What to produce:
Go through the records and copy each line where the word "conflict" occurs.

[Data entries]
+-------+
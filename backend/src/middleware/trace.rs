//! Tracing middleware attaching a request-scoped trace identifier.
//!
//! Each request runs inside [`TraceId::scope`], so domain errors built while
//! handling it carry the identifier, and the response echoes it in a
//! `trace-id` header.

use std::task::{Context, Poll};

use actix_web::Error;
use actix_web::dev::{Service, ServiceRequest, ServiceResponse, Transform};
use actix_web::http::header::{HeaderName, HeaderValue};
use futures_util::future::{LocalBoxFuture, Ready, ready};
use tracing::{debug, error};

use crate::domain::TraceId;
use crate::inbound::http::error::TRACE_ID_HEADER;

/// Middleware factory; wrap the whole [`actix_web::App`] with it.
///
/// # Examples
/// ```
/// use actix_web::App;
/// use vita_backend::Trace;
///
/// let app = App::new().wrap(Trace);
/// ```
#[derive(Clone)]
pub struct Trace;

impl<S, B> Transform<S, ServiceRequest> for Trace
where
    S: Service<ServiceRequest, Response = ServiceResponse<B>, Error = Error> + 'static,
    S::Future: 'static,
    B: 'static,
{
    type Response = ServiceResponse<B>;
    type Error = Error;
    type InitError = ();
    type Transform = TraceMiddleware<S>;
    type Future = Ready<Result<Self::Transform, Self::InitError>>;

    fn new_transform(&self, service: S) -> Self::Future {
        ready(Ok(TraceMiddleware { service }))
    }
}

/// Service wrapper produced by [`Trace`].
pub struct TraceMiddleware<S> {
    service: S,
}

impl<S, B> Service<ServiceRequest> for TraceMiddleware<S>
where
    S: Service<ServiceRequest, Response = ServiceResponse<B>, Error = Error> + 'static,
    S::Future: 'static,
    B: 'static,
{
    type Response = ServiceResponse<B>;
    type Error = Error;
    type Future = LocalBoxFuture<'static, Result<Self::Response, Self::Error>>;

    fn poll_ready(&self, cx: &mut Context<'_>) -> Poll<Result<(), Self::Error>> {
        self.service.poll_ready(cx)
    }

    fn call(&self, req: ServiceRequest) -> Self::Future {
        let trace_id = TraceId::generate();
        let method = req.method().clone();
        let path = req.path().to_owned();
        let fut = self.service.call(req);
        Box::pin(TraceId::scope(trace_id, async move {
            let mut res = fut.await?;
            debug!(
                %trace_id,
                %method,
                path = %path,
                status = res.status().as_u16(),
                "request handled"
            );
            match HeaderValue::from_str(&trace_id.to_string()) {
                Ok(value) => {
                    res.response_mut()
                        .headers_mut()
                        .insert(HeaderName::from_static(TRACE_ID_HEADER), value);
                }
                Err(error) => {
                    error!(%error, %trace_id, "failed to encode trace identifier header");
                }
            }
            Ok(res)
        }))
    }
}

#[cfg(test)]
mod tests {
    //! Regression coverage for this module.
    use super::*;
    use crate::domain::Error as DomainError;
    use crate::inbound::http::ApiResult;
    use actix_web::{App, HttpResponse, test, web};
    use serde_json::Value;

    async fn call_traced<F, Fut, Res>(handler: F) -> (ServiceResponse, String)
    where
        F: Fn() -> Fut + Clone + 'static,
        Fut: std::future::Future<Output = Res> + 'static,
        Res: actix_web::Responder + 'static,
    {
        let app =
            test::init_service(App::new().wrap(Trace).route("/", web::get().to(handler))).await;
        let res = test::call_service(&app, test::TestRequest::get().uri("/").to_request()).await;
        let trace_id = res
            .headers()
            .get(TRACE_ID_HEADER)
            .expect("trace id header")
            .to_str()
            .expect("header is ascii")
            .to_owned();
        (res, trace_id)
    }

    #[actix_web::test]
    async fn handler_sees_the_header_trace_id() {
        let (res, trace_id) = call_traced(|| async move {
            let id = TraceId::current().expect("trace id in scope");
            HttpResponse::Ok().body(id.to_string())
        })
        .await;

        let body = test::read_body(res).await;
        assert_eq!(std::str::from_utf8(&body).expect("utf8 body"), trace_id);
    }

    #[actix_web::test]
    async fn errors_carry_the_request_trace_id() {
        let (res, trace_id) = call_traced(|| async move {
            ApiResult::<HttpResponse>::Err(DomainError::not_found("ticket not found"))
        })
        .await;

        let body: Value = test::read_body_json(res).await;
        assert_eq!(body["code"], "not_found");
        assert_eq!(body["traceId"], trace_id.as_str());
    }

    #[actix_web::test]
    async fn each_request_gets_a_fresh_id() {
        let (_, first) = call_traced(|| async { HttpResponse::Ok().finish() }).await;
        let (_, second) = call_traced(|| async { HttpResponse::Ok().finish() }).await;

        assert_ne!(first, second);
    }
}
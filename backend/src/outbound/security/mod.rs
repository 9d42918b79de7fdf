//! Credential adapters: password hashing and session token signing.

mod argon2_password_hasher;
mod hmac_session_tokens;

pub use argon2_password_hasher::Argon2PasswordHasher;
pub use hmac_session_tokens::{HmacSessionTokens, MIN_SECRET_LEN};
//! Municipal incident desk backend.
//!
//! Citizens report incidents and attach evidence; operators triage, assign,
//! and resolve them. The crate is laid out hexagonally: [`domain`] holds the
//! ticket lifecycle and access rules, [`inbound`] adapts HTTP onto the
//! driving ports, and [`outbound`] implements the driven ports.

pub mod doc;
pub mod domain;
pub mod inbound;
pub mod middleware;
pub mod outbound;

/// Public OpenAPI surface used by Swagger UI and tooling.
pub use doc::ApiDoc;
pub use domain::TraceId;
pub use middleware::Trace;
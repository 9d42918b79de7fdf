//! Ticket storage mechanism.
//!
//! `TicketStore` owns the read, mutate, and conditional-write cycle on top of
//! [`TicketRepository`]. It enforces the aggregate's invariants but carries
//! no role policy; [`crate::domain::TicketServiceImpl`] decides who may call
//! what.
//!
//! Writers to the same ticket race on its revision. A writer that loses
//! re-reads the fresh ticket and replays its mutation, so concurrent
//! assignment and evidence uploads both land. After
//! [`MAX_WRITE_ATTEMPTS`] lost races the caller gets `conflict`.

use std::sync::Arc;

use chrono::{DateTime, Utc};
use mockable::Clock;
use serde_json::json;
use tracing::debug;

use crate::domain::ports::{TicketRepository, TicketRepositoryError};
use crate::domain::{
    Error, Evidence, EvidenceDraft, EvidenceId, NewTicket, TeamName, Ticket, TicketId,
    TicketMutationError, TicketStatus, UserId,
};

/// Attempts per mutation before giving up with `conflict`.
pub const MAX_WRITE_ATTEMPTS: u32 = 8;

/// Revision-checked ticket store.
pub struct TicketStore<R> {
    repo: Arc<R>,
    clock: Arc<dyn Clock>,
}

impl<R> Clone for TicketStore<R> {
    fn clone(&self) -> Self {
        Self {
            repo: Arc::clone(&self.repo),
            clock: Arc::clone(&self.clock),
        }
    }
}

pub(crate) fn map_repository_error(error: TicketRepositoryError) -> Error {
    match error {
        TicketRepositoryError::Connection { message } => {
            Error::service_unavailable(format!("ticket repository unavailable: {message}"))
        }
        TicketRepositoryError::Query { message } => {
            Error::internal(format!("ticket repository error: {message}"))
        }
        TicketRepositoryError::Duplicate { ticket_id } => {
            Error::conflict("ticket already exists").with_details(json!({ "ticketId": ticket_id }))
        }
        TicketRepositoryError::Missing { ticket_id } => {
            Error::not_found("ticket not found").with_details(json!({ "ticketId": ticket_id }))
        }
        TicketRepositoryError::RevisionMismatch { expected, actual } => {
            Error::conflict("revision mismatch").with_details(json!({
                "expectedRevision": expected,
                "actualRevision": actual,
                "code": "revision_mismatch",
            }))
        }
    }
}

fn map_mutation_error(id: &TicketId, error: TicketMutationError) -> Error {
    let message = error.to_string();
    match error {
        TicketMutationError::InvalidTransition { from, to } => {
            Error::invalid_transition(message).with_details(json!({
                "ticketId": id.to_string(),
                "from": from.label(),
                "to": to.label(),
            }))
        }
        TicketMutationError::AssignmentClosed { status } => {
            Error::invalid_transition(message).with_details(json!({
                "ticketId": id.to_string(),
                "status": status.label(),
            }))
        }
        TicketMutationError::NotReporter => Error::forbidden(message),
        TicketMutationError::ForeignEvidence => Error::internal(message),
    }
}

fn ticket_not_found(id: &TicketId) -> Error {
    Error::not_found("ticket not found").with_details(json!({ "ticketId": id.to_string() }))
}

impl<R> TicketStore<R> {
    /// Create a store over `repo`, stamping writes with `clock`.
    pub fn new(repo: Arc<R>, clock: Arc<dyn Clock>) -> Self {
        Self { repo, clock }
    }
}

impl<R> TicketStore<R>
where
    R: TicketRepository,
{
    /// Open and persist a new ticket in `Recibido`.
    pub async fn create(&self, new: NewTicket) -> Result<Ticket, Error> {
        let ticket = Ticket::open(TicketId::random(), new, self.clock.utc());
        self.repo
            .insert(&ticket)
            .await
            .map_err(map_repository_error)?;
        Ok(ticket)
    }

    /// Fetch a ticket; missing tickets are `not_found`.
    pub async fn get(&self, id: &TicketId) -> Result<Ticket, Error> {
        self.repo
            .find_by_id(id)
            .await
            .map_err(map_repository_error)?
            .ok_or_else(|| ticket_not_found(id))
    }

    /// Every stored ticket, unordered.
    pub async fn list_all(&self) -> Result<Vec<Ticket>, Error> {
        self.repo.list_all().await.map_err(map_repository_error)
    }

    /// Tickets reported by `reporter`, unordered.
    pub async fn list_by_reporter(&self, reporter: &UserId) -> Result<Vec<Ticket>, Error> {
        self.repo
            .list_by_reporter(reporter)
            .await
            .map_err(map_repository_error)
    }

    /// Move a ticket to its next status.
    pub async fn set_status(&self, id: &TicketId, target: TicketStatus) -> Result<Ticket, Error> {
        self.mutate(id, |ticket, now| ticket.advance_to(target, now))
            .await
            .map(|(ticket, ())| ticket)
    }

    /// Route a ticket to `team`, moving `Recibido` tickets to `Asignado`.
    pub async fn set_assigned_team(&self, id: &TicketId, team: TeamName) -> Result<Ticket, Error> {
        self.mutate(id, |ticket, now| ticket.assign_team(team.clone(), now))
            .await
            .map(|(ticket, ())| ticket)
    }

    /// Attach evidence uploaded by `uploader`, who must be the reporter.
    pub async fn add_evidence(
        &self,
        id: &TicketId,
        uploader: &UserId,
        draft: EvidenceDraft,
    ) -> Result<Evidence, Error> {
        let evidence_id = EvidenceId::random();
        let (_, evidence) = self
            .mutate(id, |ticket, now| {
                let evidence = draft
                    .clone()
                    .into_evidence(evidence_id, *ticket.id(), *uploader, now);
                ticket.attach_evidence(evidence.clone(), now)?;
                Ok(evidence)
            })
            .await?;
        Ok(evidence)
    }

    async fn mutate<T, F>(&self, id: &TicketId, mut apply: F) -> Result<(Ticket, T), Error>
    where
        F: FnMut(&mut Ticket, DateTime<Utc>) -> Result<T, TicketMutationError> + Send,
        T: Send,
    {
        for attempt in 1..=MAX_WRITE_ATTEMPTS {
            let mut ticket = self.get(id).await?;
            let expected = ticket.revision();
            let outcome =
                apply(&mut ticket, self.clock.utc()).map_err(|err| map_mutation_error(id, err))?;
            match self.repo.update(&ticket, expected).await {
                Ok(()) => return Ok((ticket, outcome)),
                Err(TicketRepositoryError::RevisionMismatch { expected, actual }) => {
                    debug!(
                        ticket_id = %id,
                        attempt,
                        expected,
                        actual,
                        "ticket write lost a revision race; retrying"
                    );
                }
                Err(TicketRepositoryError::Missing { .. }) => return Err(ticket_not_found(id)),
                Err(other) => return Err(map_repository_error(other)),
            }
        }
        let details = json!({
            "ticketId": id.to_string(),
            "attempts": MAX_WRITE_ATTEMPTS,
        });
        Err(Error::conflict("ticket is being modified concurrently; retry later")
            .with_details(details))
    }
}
+-------+
Response to the exercise:
//! [`MAX_WRITE_ATTEMPTS`] lost races the caller gets `conflict`.
/// Attempts per mutation before giving up with `conflict`.
            Error::conflict("ticket already exists").with_details(json!({ "ticketId": ticket_id }))
            Error::conflict("revision mismatch").with_details(json!({
        Err(Error::conflict("ticket is being modified concurrently; retry later")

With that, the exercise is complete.